EXERCISE AIM: Starting at the top of the records, output every line through the one that contains "network is slow.", keeping each exactly as it appears.

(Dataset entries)

#####

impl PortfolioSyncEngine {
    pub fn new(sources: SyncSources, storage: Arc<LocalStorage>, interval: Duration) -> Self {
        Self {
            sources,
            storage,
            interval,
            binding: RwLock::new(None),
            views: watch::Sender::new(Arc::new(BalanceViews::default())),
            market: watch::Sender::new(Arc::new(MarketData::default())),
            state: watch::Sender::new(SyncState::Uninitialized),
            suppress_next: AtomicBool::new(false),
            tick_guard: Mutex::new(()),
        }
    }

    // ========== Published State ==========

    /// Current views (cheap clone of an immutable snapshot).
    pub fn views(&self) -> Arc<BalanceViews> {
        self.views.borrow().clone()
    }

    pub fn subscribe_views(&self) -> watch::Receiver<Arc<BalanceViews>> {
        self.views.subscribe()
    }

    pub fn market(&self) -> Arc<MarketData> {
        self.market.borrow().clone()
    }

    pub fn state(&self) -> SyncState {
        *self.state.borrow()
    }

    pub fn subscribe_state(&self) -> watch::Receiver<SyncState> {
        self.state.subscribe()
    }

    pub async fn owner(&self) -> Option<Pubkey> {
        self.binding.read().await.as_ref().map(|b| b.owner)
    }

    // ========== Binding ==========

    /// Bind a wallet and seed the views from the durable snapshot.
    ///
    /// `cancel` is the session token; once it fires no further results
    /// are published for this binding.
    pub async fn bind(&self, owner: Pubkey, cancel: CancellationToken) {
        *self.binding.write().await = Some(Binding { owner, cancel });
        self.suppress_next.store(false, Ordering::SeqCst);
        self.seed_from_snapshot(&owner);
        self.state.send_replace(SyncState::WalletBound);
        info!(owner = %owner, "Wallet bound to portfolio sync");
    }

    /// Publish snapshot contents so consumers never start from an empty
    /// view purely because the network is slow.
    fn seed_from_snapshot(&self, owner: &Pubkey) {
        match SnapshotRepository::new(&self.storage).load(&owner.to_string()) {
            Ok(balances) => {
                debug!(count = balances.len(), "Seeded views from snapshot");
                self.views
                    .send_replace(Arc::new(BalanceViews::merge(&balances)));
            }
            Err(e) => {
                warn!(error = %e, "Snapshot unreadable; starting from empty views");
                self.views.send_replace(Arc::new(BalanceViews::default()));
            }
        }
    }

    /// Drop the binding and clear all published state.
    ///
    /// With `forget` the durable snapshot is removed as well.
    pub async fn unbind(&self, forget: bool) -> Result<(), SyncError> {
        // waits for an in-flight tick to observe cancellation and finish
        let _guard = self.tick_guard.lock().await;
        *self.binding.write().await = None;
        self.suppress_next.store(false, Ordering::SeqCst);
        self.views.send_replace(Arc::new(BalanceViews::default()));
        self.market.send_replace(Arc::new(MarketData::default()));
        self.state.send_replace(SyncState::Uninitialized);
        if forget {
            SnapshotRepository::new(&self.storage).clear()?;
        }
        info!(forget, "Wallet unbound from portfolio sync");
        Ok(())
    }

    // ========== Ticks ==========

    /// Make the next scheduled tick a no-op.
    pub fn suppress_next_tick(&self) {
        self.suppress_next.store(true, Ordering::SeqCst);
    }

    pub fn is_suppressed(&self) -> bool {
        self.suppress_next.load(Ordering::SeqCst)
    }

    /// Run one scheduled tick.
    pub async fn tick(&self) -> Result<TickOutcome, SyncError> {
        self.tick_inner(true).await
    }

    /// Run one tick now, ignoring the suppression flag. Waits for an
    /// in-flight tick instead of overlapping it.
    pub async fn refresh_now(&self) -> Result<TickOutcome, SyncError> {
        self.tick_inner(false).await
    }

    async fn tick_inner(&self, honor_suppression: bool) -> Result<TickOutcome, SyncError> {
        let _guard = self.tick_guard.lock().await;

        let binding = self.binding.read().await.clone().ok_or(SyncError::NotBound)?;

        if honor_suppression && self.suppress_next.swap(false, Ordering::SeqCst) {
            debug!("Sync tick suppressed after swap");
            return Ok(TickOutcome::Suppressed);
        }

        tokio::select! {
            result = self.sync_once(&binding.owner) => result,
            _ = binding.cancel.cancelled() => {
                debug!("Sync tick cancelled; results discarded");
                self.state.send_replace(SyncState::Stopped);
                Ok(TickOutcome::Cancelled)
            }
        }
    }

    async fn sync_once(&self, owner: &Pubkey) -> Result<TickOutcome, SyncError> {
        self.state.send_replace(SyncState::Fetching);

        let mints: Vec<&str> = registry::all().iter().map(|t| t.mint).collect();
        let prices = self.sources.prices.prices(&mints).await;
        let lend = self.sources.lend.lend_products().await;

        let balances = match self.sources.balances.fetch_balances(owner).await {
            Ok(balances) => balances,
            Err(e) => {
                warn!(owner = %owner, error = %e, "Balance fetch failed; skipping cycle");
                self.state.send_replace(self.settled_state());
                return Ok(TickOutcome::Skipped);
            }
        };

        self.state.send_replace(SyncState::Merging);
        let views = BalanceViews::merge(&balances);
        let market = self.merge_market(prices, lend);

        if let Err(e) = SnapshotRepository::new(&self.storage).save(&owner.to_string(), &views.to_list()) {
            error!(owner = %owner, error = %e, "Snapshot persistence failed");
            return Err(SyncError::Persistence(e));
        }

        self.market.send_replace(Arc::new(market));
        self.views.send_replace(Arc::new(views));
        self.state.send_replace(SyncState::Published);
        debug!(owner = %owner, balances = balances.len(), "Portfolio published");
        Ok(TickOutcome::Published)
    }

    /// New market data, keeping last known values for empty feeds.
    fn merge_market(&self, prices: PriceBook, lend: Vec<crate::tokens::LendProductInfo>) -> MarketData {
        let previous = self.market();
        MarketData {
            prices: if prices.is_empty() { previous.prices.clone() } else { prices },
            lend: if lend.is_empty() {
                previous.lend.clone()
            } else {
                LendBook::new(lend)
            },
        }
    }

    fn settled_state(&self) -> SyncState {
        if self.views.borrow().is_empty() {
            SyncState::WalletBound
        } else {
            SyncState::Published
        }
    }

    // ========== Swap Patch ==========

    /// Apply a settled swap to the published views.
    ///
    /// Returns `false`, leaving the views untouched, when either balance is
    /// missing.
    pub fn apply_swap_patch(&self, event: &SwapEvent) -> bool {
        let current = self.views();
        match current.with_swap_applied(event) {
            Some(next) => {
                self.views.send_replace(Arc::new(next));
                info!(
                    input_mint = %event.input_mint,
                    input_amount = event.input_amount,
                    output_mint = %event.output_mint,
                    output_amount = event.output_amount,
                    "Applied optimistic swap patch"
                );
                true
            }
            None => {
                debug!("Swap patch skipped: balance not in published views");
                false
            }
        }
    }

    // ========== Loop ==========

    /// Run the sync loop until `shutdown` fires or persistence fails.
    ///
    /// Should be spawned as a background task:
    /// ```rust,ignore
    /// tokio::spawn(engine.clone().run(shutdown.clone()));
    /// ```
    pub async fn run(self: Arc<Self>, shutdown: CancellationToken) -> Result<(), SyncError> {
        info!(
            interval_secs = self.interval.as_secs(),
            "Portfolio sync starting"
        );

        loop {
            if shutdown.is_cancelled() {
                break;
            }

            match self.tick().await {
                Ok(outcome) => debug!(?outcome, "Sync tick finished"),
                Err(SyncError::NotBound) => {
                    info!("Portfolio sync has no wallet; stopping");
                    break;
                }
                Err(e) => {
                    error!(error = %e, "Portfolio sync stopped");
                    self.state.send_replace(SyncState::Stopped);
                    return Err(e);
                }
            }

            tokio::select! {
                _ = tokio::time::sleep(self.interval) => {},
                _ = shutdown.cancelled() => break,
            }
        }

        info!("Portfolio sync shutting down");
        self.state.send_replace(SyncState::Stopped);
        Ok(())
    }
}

#####

PROBLEM SOLUTION:
impl PortfolioSyncEngine {
    pub fn new(sources: SyncSources, storage: Arc<LocalStorage>, interval: Duration) -> Self {
        Self {
            sources,
            storage,
            interval,
            binding: RwLock::new(None),
            views: watch::Sender::new(Arc::new(BalanceViews::default())),
            market: watch::Sender::new(Arc::new(MarketData::default())),
            state: watch::Sender::new(SyncState::Uninitialized),
            suppress_next: AtomicBool::new(false),
            tick_guard: Mutex::new(()),
        }
    }

    // ========== Published State ==========

    /// Current views (cheap clone of an immutable snapshot).
    pub fn views(&self) -> Arc<BalanceViews> {
        self.views.borrow().clone()
    }

    pub fn subscribe_views(&self) -> watch::Receiver<Arc<BalanceViews>> {
        self.views.subscribe()
    }

    pub fn market(&self) -> Arc<MarketData> {
        self.market.borrow().clone()
    }

    pub fn state(&self) -> SyncState {
        *self.state.borrow()
    }

    pub fn subscribe_state(&self) -> watch::Receiver<SyncState> {
        self.state.subscribe()
    }

    pub async fn owner(&self) -> Option<Pubkey> {
        self.binding.read().await.as_ref().map(|b| b.owner)
    }

    // ========== Binding ==========

    /// Bind a wallet and seed the views from the durable snapshot.
    ///
    /// `cancel` is the session token; once it fires no further results
    /// are published for this binding.
    pub async fn bind(&self, owner: Pubkey, cancel: CancellationToken) {
        *self.binding.write().await = Some(Binding { owner, cancel });
        self.suppress_next.store(false, Ordering::SeqCst);
        self.seed_from_snapshot(&owner);
        self.state.send_replace(SyncState::WalletBound);
        info!(owner = %owner, "Wallet bound to portfolio sync");
    }

    /// Publish snapshot contents so consumers never start from an empty
    /// view purely because the network is slow.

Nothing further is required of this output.